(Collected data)
- - - - - - -

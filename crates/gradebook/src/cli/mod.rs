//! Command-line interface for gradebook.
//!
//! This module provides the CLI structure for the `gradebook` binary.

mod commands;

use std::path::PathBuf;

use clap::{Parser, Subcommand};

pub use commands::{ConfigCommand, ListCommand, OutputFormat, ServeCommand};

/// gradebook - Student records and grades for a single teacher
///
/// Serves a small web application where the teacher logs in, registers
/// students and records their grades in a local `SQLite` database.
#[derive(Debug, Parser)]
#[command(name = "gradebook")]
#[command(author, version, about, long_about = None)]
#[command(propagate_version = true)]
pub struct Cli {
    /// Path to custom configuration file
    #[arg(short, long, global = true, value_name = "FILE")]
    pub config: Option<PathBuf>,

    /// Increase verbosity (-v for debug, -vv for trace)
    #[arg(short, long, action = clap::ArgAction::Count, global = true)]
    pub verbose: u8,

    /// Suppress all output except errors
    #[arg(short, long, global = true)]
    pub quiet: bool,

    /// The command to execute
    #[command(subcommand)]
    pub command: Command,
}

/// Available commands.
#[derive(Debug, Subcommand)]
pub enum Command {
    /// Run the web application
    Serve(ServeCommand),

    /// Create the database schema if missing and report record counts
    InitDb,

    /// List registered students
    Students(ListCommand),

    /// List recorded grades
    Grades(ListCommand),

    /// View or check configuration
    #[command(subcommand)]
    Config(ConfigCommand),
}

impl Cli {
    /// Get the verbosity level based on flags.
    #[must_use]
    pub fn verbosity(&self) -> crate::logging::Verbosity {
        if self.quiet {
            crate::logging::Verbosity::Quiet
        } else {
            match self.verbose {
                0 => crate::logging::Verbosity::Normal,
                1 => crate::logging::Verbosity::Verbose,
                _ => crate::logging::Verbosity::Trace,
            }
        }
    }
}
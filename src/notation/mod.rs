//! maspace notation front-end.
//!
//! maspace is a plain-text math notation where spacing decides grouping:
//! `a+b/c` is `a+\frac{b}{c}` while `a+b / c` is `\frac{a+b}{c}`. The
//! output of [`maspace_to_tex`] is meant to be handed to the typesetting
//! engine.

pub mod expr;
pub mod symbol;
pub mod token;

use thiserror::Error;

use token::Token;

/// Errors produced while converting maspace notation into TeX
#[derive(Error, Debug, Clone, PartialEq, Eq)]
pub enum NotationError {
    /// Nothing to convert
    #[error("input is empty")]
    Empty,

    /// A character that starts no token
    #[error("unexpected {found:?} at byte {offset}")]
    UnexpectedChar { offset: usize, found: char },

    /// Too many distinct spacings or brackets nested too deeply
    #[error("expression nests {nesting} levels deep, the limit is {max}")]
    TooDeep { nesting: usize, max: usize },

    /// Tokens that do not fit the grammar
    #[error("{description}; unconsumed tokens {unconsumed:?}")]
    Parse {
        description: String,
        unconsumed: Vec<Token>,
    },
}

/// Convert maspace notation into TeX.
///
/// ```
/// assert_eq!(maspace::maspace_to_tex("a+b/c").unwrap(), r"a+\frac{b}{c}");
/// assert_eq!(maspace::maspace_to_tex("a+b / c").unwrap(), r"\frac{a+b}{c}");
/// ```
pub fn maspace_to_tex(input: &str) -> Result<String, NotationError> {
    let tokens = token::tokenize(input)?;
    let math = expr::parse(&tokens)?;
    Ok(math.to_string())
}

- - - - - - -

> _ACTIVITY_
From the records above, copy out the line with "custom configuration file", the line with "#[arg(short, long, action", and every line between them, word for word.

> _OUTPUT OF THE EXERCISE_
    /// Path to custom configuration file
    #[arg(short, long, global = true, value_name = "FILE")]
    pub config: Option<PathBuf>,

    /// Increase verbosity (-v for debug, -vv for trace)
    #[arg(short, long, action = clap::ArgAction::Count, global = true)]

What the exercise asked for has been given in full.